Data supplied:
//! Output device discovery and selection.

use anyhow::{Context, Result, anyhow};
use cpal::traits::{DeviceTrait, HostTrait};

/// Pick the first output device whose name contains `needle` (case-insensitive),
/// or the host default.
pub fn pick_device(host: &cpal::Host, needle: Option<&str>) -> Result<cpal::Device> {
    if let Some(needle) = needle {
        let mut devices = host.output_devices().context("No output devices")?;
        return devices
            .find(|d| {
                d.description()
                    .ok()
                    .is_some_and(|n| matches_device_name(&n.name(), needle))
            })
            .ok_or_else(|| anyhow!("No output device matched: {needle}"));
    }
    host.default_output_device()
        .ok_or_else(|| anyhow!("No default output device"))
}

/// Choose an output config for `wanted_rate` Hz and `wanted_channels`.
///
/// Ranges covering the rate win, then matching channel counts, then sample formats
/// cheaper to convert from `f32`.
pub fn pick_output_config(
    device: &cpal::Device,
    wanted_rate: u32,
    wanted_channels: u16,
) -> Result<cpal::SupportedStreamConfig> {
    let mut best: Option<((bool, bool, u8), cpal::SupportedStreamConfig)> = None;
    for range in device.supported_output_configs()? {
        let rate = wanted_rate.clamp(range.min_sample_rate(), range.max_sample_rate());
        let rank = (
            rate == wanted_rate,
            range.channels() == wanted_channels,
            sample_format_rank(range.sample_format()),
        );
        let replace = match &best {
            None => true,
            Some((best_rank, _)) => is_better(rank, *best_rank),
        };
        if replace {
            best = Some((rank, range.with_sample_rate(rate)));
        }
    }
    best.map(|(_, cfg)| cfg)
        .ok_or_else(|| anyhow!("No supported output configs"))
}

/// Prefer a fixed buffer of at most 4096 frames to keep the clock latency small.
pub fn pick_buffer_size(config: &cpal::SupportedStreamConfig) -> Option<cpal::BufferSize> {
    match config.buffer_size() {
        cpal::SupportedBufferSize::Range { min, max } => {
            const MAX_FRAMES: u32 = 4096;
            Some(cpal::BufferSize::Fixed(MAX_FRAMES.clamp(*min, *max)))
        }
        cpal::SupportedBufferSize::Unknown => None,
    }
}

/// Print available output devices to stdout.
pub fn list_devices(host: &cpal::Host) -> Result<()> {
    let default_name = host
        .default_output_device()
        .and_then(|d| d.description().ok())
        .map(|d| d.name().to_string());
    for device in host.output_devices().context("No output devices")? {
        let Ok(desc) = device.description() else {
            continue;
        };
        let name = desc.name().to_string();
        let marker = if default_name.as_deref() == Some(name.as_str()) {
            " (default)"
        } else {
            ""
        };
        println!("{name}{marker}");
        if let Ok(configs) = device.supported_output_configs() {
            for c in configs {
                println!(
                    "    {} ch, {}..{} Hz, {:?}",
                    c.channels(),
                    c.min_sample_rate(),
                    c.max_sample_rate(),
                    c.sample_format()
                );
            }
        }
    }
    Ok(())
}

fn sample_format_rank(format: cpal::SampleFormat) -> u8 {
    match format {
        cpal::SampleFormat::F32 => 0,
        cpal::SampleFormat::I32 => 1,
        cpal::SampleFormat::I16 => 2,
        cpal::SampleFormat::U16 => 3,
        _ => 10,
    }
}

fn is_better(rank: (bool, bool, u8), best: (bool, bool, u8)) -> bool {
    let (rate_ok, channels_ok, format) = rank;
    let (best_rate_ok, best_channels_ok, best_format) = best;
    if rate_ok != best_rate_ok {
        rate_ok
    } else if channels_ok != best_channels_ok {
        channels_ok
    } else {
        format < best_format
    }
}

fn matches_device_name(name: &str, needle: &str) -> bool {
    let needle = needle.trim();
    if needle.is_empty() {
        return false;
    }
    name.to_lowercase().contains(&needle.to_lowercase())
}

Work order: Reproduce the entries above in full by retyping them exactly.

Result:
//! Output device discovery and selection.

use anyhow::{Context, Result, anyhow};
use cpal::traits::{DeviceTrait, HostTrait};

/// Pick the first output device whose name contains `needle` (case-insensitive),
/// or the host default.
pub fn pick_device(host: &cpal::Host, needle: Option<&str>) -> Result<cpal::Device> {
    if let Some(needle) = needle {
        let mut devices = host.output_devices().context("No output devices")?;
        return devices
            .find(|d| {
                d.description()
                    .ok()
                    .is_some_and(|n| matches_device_name(&n.name(), needle))
            })
            .ok_or_else(|| anyhow!("No output device matched: {needle}"));
    }
    host.default_output_device()
        .ok_or_else(|| anyhow!("No default output device"))
}

/// Choose an output config for `wanted_rate` Hz and `wanted_channels`.
///
/// Ranges covering the rate win, then matching channel counts, then sample formats
/// cheaper to convert from `f32`.
pub fn pick_output_config(
    device: &cpal::Device,
    wanted_rate: u32,
    wanted_channels: u16,
) -> Result<cpal::SupportedStreamConfig> {
    let mut best: Option<((bool, bool, u8), cpal::SupportedStreamConfig)> = None;
    for range in device.supported_output_configs()? {
        let rate = wanted_rate.clamp(range.min_sample_rate(), range.max_sample_rate());
        let rank = (
            rate == wanted_rate,
            range.channels() == wanted_channels,
            sample_format_rank(range.sample_format()),
        );
        let replace = match &best {
            None => true,
            Some((best_rank, _)) => is_better(rank, *best_rank),
        };
        if replace {
            best = Some((rank, range.with_sample_rate(rate)));
        }
    }
    best.map(|(_, cfg)| cfg)
        .ok_or_else(|| anyhow!("No supported output configs"))
}

/// Prefer a fixed buffer of at most 4096 frames to keep the clock latency small.
pub fn pick_buffer_size(config: &cpal::SupportedStreamConfig) -> Option<cpal::BufferSize> {
    match config.buffer_size() {
        cpal::SupportedBufferSize::Range { min, max } => {
            const MAX_FRAMES: u32 = 4096;
            Some(cpal::BufferSize::Fixed(MAX_FRAMES.clamp(*min, *max)))
        }
        cpal::SupportedBufferSize::Unknown => None,
    }
}

/// Print available output devices to stdout.
pub fn list_devices(host: &cpal::Host) -> Result<()> {
    let default_name = host
        .default_output_device()
        .and_then(|d| d.description().ok())
        .map(|d| d.name().to_string());
    for device in host.output_devices().context("No output devices")? {
        let Ok(desc) = device.description() else {
            continue;
        };
        let name = desc.name().to_string();
        let marker = if default_name.as_deref() == Some(name.as_str()) {
            " (default)"
        } else {
            ""
        };
        println!("{name}{marker}");
        if let Ok(configs) = device.supported_output_configs() {
            for c in configs {
                println!(
                    "    {} ch, {}..{} Hz, {:?}",
                    c.channels(),
                    c.min_sample_rate(),
                    c.max_sample_rate(),
                    c.sample_format()
                );
            }
        }
    }
    Ok(())
}

fn sample_format_rank(format: cpal::SampleFormat) -> u8 {
    match format {
        cpal::SampleFormat::F32 => 0,
        cpal::SampleFormat::I32 => 1,
        cpal::SampleFormat::I16 => 2,
        cpal::SampleFormat::U16 => 3,
        _ => 10,
    }
}

fn is_better(rank: (bool, bool, u8), best: (bool, bool, u8)) -> bool {
    let (rate_ok, channels_ok, format) = rank;
    let (best_rate_ok, best_channels_ok, best_format) = best;
    if rate_ok != best_rate_ok {
        rate_ok
    } else if channels_ok != best_channels_ok {
        channels_ok
    } else {
        format < best_format
    }
}

fn matches_device_name(name: &str, needle: &str) -> bool {
    let needle = needle.trim();
    if needle.is_empty() {
        return false;
    }
    name.to_lowercase().contains(&needle.to_lowercase())
}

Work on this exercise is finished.